### WHAT IS BEING ASKED
Filter the data below for the string "that" and copy each matching line.

### WORKING DATA

- Opening Delimiter -

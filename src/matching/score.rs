use crate::entities::fund_match::MatchReasons;
use crate::entities::{acquisition, fund, operation};

/// Funds in any other status are still scored but penalized (§ status penalty).
pub const FUND_STATUS_SEARCHING: &str = "searching";

// Criterion weights. The four maxima sum to 100, so the only clamp that can
// ever fire in practice is the floor after the status penalty.
const GEOGRAPHY_MATCH: i32 = 30;
const GEOGRAPHY_NEUTRAL: i32 = 15;
const GEOGRAPHY_MISS: i32 = 5;

const SECTOR_MATCH: i32 = 25;
const SECTOR_NEUTRAL: i32 = 12;
const SECTOR_MISS: i32 = 5;

const SIZE_BOTH_MATCH: i32 = 25;
const SIZE_ONE_MATCH: i32 = 15;
const SIZE_NO_MATCH: i32 = 5;

const EVIDENCE_BOTH_MATCH: i32 = 20;
const EVIDENCE_ONE_MATCH: i32 = 10;
const EVIDENCE_NO_HISTORY: i32 = 5;
const EVIDENCE_NO_MATCH: i32 = 3;

const STATUS_PENALTY: i32 = 30;

/// Outcome of a single (fund, operation) scoring run.
#[derive(Debug, Clone)]
pub struct ScoredPair {
    /// Final compatibility score in [0, 100].
    pub score: i32,
    pub reasons: MatchReasons,
}

/// One criterion's contribution: bounded points plus the human-readable
/// detail strings explaining the branch taken.
#[derive(Debug, Clone)]
struct SubScore {
    points: i32,
    details: Vec<String>,
}

impl SubScore {
    fn new(points: i32, detail: String) -> Self {
        Self {
            points,
            details: vec![detail],
        }
    }
}

/// Case-insensitive containment in either direction. All free-text token
/// comparison in the engine funnels through here so the heuristic can be
/// swapped (e.g. for normalized token-set equality) in one place.
fn token_matches(a: &str, b: &str) -> bool {
    let a = a.trim().to_lowercase();
    let b = b.trim().to_lowercase();
    if a.is_empty() || b.is_empty() {
        return false;
    }
    a.contains(&b) || b.contains(&a)
}

fn tokens_overlap(focus: &[String], candidates: &[&str]) -> bool {
    focus
        .iter()
        .any(|f| candidates.iter().any(|c| token_matches(f, c)))
}

/// Inclusive range check; a missing bound leaves that side unbounded.
fn within_bounds(value: i64, min: Option<i64>, max: Option<i64>) -> bool {
    min.is_none_or(|m| value >= m) && max.is_none_or(|m| value <= m)
}

fn format_range(min: Option<i64>, max: Option<i64>) -> String {
    match (min, max) {
        (Some(lo), Some(hi)) => format!("{}-{}", lo, hi),
        (Some(lo), None) => format!(">= {}", lo),
        (None, Some(hi)) => format!("<= {}", hi),
        (None, None) => "unbounded".to_string(),
    }
}

/// Returns the operation sector string that triggered an exclusion, if any.
fn check_exclusion(fund: &fund::Model, operation: &operation::Model) -> Option<String> {
    let exclusions = fund.sector_exclusions.as_deref().unwrap_or(&[]);
    if exclusions.is_empty() {
        return None;
    }
    for candidate in [operation.sector.as_deref(), operation.subsector.as_deref()]
        .into_iter()
        .flatten()
    {
        if tokens_overlap(exclusions, &[candidate]) {
            return Some(candidate.to_string());
        }
    }
    None
}

fn score_geography(fund: &fund::Model, operation: &operation::Model) -> SubScore {
    let focus = fund.geography_focus.as_deref().unwrap_or(&[]);
    if focus.is_empty() {
        return SubScore::new(
            GEOGRAPHY_NEUTRAL,
            "Fund declares no geography focus".to_string(),
        );
    }
    match operation.geographic_location.as_deref() {
        Some(location) if tokens_overlap(focus, &[location]) => SubScore::new(
            GEOGRAPHY_MATCH,
            format!(
                "Location '{}' matches geography focus [{}]",
                location,
                focus.join(", ")
            ),
        ),
        Some(location) => SubScore::new(
            GEOGRAPHY_MISS,
            format!(
                "Location '{}' outside geography focus [{}]",
                location,
                focus.join(", ")
            ),
        ),
        None => SubScore::new(
            GEOGRAPHY_MISS,
            format!(
                "Operation location unknown; geography focus is [{}]",
                focus.join(", ")
            ),
        ),
    }
}

fn score_sector(fund: &fund::Model, operation: &operation::Model) -> SubScore {
    let focus = fund.sector_focus.as_deref().unwrap_or(&[]);
    if focus.is_empty() {
        return SubScore::new(SECTOR_NEUTRAL, "Fund declares no sector focus".to_string());
    }
    let candidates: Vec<&str> = [operation.sector.as_deref(), operation.subsector.as_deref()]
        .into_iter()
        .flatten()
        .collect();
    if candidates.is_empty() {
        SubScore::new(
            SECTOR_MISS,
            format!(
                "Operation sector unknown; sector focus is [{}]",
                focus.join(", ")
            ),
        )
    } else if tokens_overlap(focus, &candidates) {
        SubScore::new(
            SECTOR_MATCH,
            format!(
                "Sector '{}' matches sector focus [{}]",
                candidates.join("/"),
                focus.join(", ")
            ),
        )
    } else {
        SubScore::new(
            SECTOR_MISS,
            format!(
                "Sector '{}' outside sector focus [{}]",
                candidates.join("/"),
                focus.join(", ")
            ),
        )
    }
}

/// EBITDA and revenue are checked independently; a metric the operation does
/// not report is skipped rather than counted against it.
fn score_size(fund: &fund::Model, operation: &operation::Model) -> SubScore {
    let mut matched = 0;
    let mut details = Vec::new();

    if let Some(ebitda) = operation.ebitda_amount {
        if within_bounds(ebitda, fund.ebitda_min, fund.ebitda_max) {
            matched += 1;
            details.push(format!(
                "EBITDA {} within fund range {}",
                ebitda,
                format_range(fund.ebitda_min, fund.ebitda_max)
            ));
        }
    }
    if let Some(revenue) = operation.revenue_amount {
        if within_bounds(revenue, fund.revenue_min, fund.revenue_max) {
            matched += 1;
            details.push(format!(
                "Revenue {} within fund range {}",
                revenue,
                format_range(fund.revenue_min, fund.revenue_max)
            ));
        }
    }

    let points = match matched {
        2 => SIZE_BOTH_MATCH,
        1 => SIZE_ONE_MATCH,
        _ => SIZE_NO_MATCH,
    };
    if details.is_empty() {
        details.push("No size criteria matched".to_string());
    }
    SubScore { points, details }
}

/// Country and sector matches may come from different historical records.
fn score_evidence(operation: &operation::Model, history: &[acquisition::Model]) -> SubScore {
    if history.is_empty() {
        return SubScore::new(
            EVIDENCE_NO_HISTORY,
            "Fund has no acquisition history yet".to_string(),
        );
    }

    let country_match = operation.geographic_location.as_deref().is_some_and(|loc| {
        history
            .iter()
            .any(|past| past.country.as_deref().is_some_and(|c| c.eq_ignore_ascii_case(loc)))
    });
    let sector_match = operation.sector.as_deref().is_some_and(|sec| {
        history
            .iter()
            .any(|past| past.sector.as_deref().is_some_and(|s| s.eq_ignore_ascii_case(sec)))
    });

    let mut details = Vec::new();
    if country_match {
        if let Some(location) = operation.geographic_location.as_deref() {
            details.push(format!("Fund has acquired in '{}' before", location));
        }
    }
    if sector_match {
        if let Some(sector) = operation.sector.as_deref() {
            details.push(format!("Fund has acquired in the '{}' sector before", sector));
        }
    }

    let points = match (country_match, sector_match) {
        (true, true) => EVIDENCE_BOTH_MATCH,
        (true, false) | (false, true) => EVIDENCE_ONE_MATCH,
        (false, false) => {
            details.push("No overlap with acquisition history".to_string());
            EVIDENCE_NO_MATCH
        }
    };
    SubScore { points, details }
}

/// Score one (fund, operation) pair. Pure and deterministic: identical inputs
/// always produce identical output, and no clock is read here.
///
/// A sector exclusion short-circuits everything else to a zero score.
pub fn score_pair(
    fund: &fund::Model,
    operation: &operation::Model,
    history: &[acquisition::Model],
) -> ScoredPair {
    if let Some(sector) = check_exclusion(fund, operation) {
        return ScoredPair {
            score: 0,
            reasons: MatchReasons {
                excluded: true,
                exclusion_reason: Some(sector.clone()),
                details: vec![format!("Sector '{}' is excluded by this fund", sector)],
                ..Default::default()
            },
        };
    }

    let geography = score_geography(fund, operation);
    let sector = score_sector(fund, operation);
    let size = score_size(fund, operation);
    let evidence = score_evidence(operation, history);

    let mut details = Vec::new();
    details.extend(geography.details);
    details.extend(sector.details);
    details.extend(size.details);
    details.extend(evidence.details);

    let mut total = geography.points + sector.points + size.points + evidence.points;
    if fund.status != FUND_STATUS_SEARCHING {
        total -= STATUS_PENALTY;
        details.push(format!(
            "Fund status is '{}', not actively searching",
            fund.status
        ));
    }

    ScoredPair {
        score: total.clamp(0, 100),
        reasons: MatchReasons {
            geography: geography.points,
            sector: sector.points,
            size: size.points,
            evidence: evidence.points,
            excluded: false,
            exclusion_reason: None,
            details,
        },
    }
}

- Closing Delimiter -

### ANSWER TO THIS TASK
// Criterion weights. The four maxima sum to 100, so the only clamp that can
/// Inclusive range check; a missing bound leaves that side unbounded.
/// Returns the operation sector string that triggered an exclusion, if any.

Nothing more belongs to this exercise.